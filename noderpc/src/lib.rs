//
// Copyright 2026 Hans W. Uhlig. All Rights Reserved.
//
// Licensed under the Apache License, Version 2.0 (the "License");
// you may not use this file except in compliance with the License.
// You may obtain a copy of the License at
//
//      http://www.apache.org/licenses/LICENSE-2.0
//
// Unless required by applicable law or agreed to in writing, software
// distributed under the License is distributed on an "AS IS" BASIS,
// WITHOUT WARRANTIES OR CONDITIONS OF ANY KIND, either express or implied.
// See the License for the specific language governing permissions and
// limitations under the License.
//

#![doc = include_str!("../../README.md")]
#![allow(clippy::module_inception)]
#![warn(missing_docs)]
#![warn(clippy::all)]
#![deny(unsafe_code)]

//! # Layers
//!
//! - **[`transport`]**: byte streams (TCP, in-memory) and framed connections
//!   with a single writer task each
//! - **[`serialization`]**: the length-prefixed frame format
//! - **[`processor`]**: pluggable codecs identified by the leading frame byte
//! - **[`rpc`]**: requests, calls, the pending-call table and errors
//! - **[`handler`]**: the boundary to business logic
//! - **[`server`]**: per-connection agents, response writing, local calls
//! - **[`client`]**: outbound calls, correlation and expiry
//! - **[`pool`]**: object pooling with move-only handles

pub mod client;
pub mod error;
pub mod handler;
pub mod pool;
pub mod processor;
pub mod rpc;
pub mod serialization;
pub mod server;
pub mod transport;

pub use client::{Client, ClientConfig};
pub use error::NoderpcError;
pub use handler::{HandlerFinder, HandlerRegistry, QueuedHandler, RpcHandler, Service};
pub use processor::{Payload, Processor, ProcessorRegistry};
pub use rpc::{Call, CallHandle, RpcError, RpcRequest};
pub use server::{Server, ServerConfig, ServerHandle};
pub use transport::{Transport, TransportError};
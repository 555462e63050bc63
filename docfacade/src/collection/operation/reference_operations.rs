use crate::collection::{DocumentRef, Entity};
use crate::common::Value;
use crate::errors::FacadeResult;
use crate::store::StoreCollection;

#[derive(Clone)]
pub(crate) struct ReferenceOperations {
    store: StoreCollection,
}

impl ReferenceOperations {
    pub fn new(store: StoreCollection) -> Self {
        ReferenceOperations { store }
    }

    pub fn create_ref(&self, value: &Value) -> FacadeResult<Option<DocumentRef>> {
        self.store.create_ref(value)
    }

    /// Follows a reference value.
    ///
    /// Anything that is not structurally a reference resolves to `None`.
    /// A reference whose `$id` cannot be read as a native id is an error;
    /// a well-formed reference to a missing document is an empty entity.
    pub fn get_ref(&self, value: &Value) -> FacadeResult<Option<Entity>> {
        let reference = match DocumentRef::from_value(value) {
            Some(reference) => reference,
            None => {
                log::debug!("Ignoring malformed reference {}", value);
                return Ok(None);
            }
        };

        let reference = reference.with_native_id()?;
        let document = self.store.get_ref(&reference)?;
        Ok(Some(Entity::bound(document, reference.collection())))
    }
}
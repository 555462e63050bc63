use super::{Document, Entity};
use crate::common::{DocumentCursor, SortOrder, Value};
use crate::errors::FacadeResult;
use crate::store::{FindOptions, ReadTimeout, StoreCollection};

/// A fluent query over one collection.
///
/// Conditions on the same field are merged into a single operator
/// document, so `query().gte("age", 18).lt("age", 65)` sends
/// `{age: {$gte: 18, $lt: 65}}`.
///
/// # Examples
///
/// ```rust,ignore
/// let adults = users
///     .query()
///     .gte("age", 18)
///     .sort("name", SortOrder::Ascending)
///     .limit(10)
///     .entities()?;
/// ```
#[derive(Clone)]
pub struct Query {
    store: StoreCollection,
    filter: Document,
    sort: Document,
    options: FindOptions,
}

impl Query {
    pub(crate) fn new(store: StoreCollection, timeout: ReadTimeout) -> Self {
        Query {
            store,
            filter: Document::new(),
            sort: Document::new(),
            options: FindOptions::new().timeout(timeout),
        }
    }

    pub fn eq(mut self, field: &str, value: impl Into<Value>) -> Self {
        self.filter.put(field, value);
        self
    }

    pub fn ne(self, field: &str, value: impl Into<Value>) -> Self {
        self.operator(field, "$ne", value.into())
    }

    pub fn gt(self, field: &str, value: impl Into<Value>) -> Self {
        self.operator(field, "$gt", value.into())
    }

    pub fn gte(self, field: &str, value: impl Into<Value>) -> Self {
        self.operator(field, "$gte", value.into())
    }

    pub fn lt(self, field: &str, value: impl Into<Value>) -> Self {
        self.operator(field, "$lt", value.into())
    }

    pub fn lte(self, field: &str, value: impl Into<Value>) -> Self {
        self.operator(field, "$lte", value.into())
    }

    pub fn in_values<V: Into<Value>>(self, field: &str, values: Vec<V>) -> Self {
        self.operator(field, "$in", Value::from(values))
    }

    pub fn exists(self, field: &str, exists: bool) -> Self {
        self.operator(field, "$exists", Value::from(exists))
    }

    pub fn sort(mut self, field: &str, order: SortOrder) -> Self {
        self.sort.put(field, order.as_i32());
        self
    }

    pub fn skip(mut self, skip: u64) -> Self {
        self.options = self.options.skip(skip);
        self
    }

    pub fn limit(mut self, limit: u64) -> Self {
        self.options = self.options.limit(limit);
        self
    }

    /// The filter document built so far.
    pub fn filter(&self) -> &Document {
        &self.filter
    }

    pub fn cursor(&self) -> FacadeResult<DocumentCursor> {
        let options = if self.sort.is_empty() {
            self.options.clone()
        } else {
            self.options.clone().sort(self.sort.clone())
        };
        self.store.find(&self.filter, &options)
    }

    pub fn entities(&self) -> FacadeResult<Vec<Entity>> {
        let name = self.store.name();
        self.cursor()?.into_entities(&name).collect()
    }

    pub fn count(&self) -> FacadeResult<u64> {
        self.store.count(&self.filter)
    }

    fn operator(mut self, field: &str, operator: &str, operand: Value) -> Self {
        let mut condition = match self.filter.get_value(field) {
            Some(Value::Document(existing)) if is_operator_document(existing) => existing.clone(),
            _ => Document::new(),
        };
        condition.put(operator, operand);
        self.filter.put(field, condition);
        self
    }
}

fn is_operator_document(document: &Document) -> bool {
    document
        .keys()
        .next()
        .map(|key| key.starts_with('$'))
        .unwrap_or(false)
}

◆ ◆ ◆ ◆

Above are the records; copy exactly the lines from the one with "self.options = self.options.skip(skip);" through the final line.

        self.options = self.options.skip(skip);
        self
    }

    pub fn limit(mut self, limit: u64) -> Self {
        self.options = self.options.limit(limit);
        self
    }

    /// The filter document built so far.
    pub fn filter(&self) -> &Document {
        &self.filter
    }

    pub fn cursor(&self) -> FacadeResult<DocumentCursor> {
        let options = if self.sort.is_empty() {
            self.options.clone()
        } else {
            self.options.clone().sort(self.sort.clone())
        };
        self.store.find(&self.filter, &options)
    }

    pub fn entities(&self) -> FacadeResult<Vec<Entity>> {
        let name = self.store.name();
        self.cursor()?.into_entities(&name).collect()
    }

    pub fn count(&self) -> FacadeResult<u64> {
        self.store.count(&self.filter)
    }

    fn operator(mut self, field: &str, operator: &str, operand: Value) -> Self {
        let mut condition = match self.filter.get_value(field) {
            Some(Value::Document(existing)) if is_operator_document(existing) => existing.clone(),
            _ => Document::new(),
        };
        condition.put(operator, operand);
        self.filter.put(field, condition);
        self
    }
}

fn is_operator_document(document: &Document) -> bool {
    document
        .keys()
        .next()
        .map(|key| key.starts_with('$'))
        .unwrap_or(false)
}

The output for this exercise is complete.